# Task goal
Whenever "crate" appears in a line, please copy that line from the data.

# Collected data entries
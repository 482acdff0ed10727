use anyhow::Result;
use tanuki_gitlab::PrepareOptions;
use tanuki_review::{
    parse_ai_review_response, parse_change_summary, parse_merge_request_diffs,
    perform_inline_review, render_reviewable_excerpt, split_change_summary,
};
use tanuki_session::{SessionKey, SessionMeta};

use super::execution::ExecutionPlan;
use super::{reply, workspace_id, EventProcessor, EventTarget, Handling};
use crate::context::EventContext;
use crate::instruction::Instruction;
use crate::prompts;
use crate::render;

/// Changed lines included in one review prompt.
const MAX_REVIEW_LINES: usize = 1_500;

impl EventProcessor {
    pub(super) async fn run_code_review(
        &self,
        target: &EventTarget<'_>,
        instruction: &Instruction,
        key: &SessionKey,
        ctx: &mut EventContext,
    ) -> Result<Handling> {
        let project = target.project;
        reply::post_reply(self.api.as_ref(), ctx, &render::progress_body(ctx)).await;

        let merge_request = match self.api.get_merge_request(project.id, target.iid).await {
            Ok(merge_request) => merge_request,
            Err(error) => {
                let message = format!("failed to load merge request !{}: {error:#}", target.iid);
                return Ok(self.report_failure(ctx, &message).await);
            }
        };
        let Some(diffs) = self.merge_request_diffs(ctx, project.id, target.iid).await else {
            let message = format!("failed to load the changes of merge request !{}", target.iid);
            return Ok(self.report_failure(ctx, &message).await);
        };
        let parsed = parse_merge_request_diffs(&diffs, &merge_request);
        let excerpt = render_reviewable_excerpt(&parsed, MAX_REVIEW_LINES);
        if excerpt.trim().is_empty() {
            tracing::info!(
                project_id = project.id,
                merge_request_iid = target.iid,
                "merge request has no reviewable lines"
            );
            let body = render::nothing_to_review_body(ctx);
            reply::finish_reply(self.api.as_ref(), ctx, &body).await;
            return Ok(Handling::Processed);
        }

        let options = PrepareOptions {
            workspace_id: workspace_id(key),
            checkout_branch: Some(merge_request.source_branch.clone()),
            base_branch: Some(merge_request.target_branch.clone()),
        };
        let work_dir = match self
            .workspace
            .prepare_project(project, &merge_request.target_branch, &options)
            .await
        {
            Ok(path) => path,
            Err(error) => {
                let message = format!("failed to prepare the project workspace: {error:#}");
                return Ok(self.report_failure(ctx, &message).await);
            }
        };

        let plan = ExecutionPlan {
            instruction,
            key,
            work_dir: &work_dir,
            system_prompt: prompts::system_prompt(instruction.scenario),
            prompt: prompts::review_prompt(instruction, &excerpt),
            meta: SessionMeta {
                project_id: Some(project.id),
                issue_iid: Some(target.iid),
                discussion_id: ctx.discussion_id.clone(),
                branch_name: Some(merge_request.source_branch.clone()),
                base_branch: Some(merge_request.target_branch.clone()),
                merge_request_iid: Some(merge_request.iid),
                merge_request_url: Some(merge_request.web_url.clone())
                    .filter(|url| !url.is_empty()),
                owner_id: key.owner_id().map(str::to_string),
                spec_kit_stage: None,
            },
            resume_override: None,
        };
        let outcome = self.execute_with_recovery(ctx, &plan).await;
        if !outcome.success {
            return Ok(self.report_failure(ctx, outcome.error_message()).await);
        }

        let (review_text, raw_summary) = split_change_summary(&outcome.output);
        let summary = raw_summary.map(parse_change_summary);
        let comments = parse_ai_review_response(review_text);
        let report = perform_inline_review(
            self.api.as_ref(),
            project.id,
            merge_request.iid,
            &parsed,
            &comments,
            self.config.review_snap_window,
        )
        .await;
        tracing::info!(
            project_id = project.id,
            merge_request_iid = merge_request.iid,
            comments = comments.len(),
            placed = report.placed,
            rerouted = report.rerouted.len(),
            failed = report.failed.len(),
            "code review posted"
        );
        // Free-form text only matters when the assistant produced no blocks.
        let overview = if comments.is_empty() { review_text } else { "" };
        let body = render::review_body(ctx, &report, overview, summary.as_ref());
        reply::finish_reply(self.api.as_ref(), ctx, &body).await;
        reply::resolve_discussion_if_needed(self.api.as_ref(), ctx).await;
        Ok(Handling::Processed)
    }
}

# Response for this exercise
use crate::context::EventContext;
use crate::instruction::Instruction;
use crate::prompts;
use crate::render;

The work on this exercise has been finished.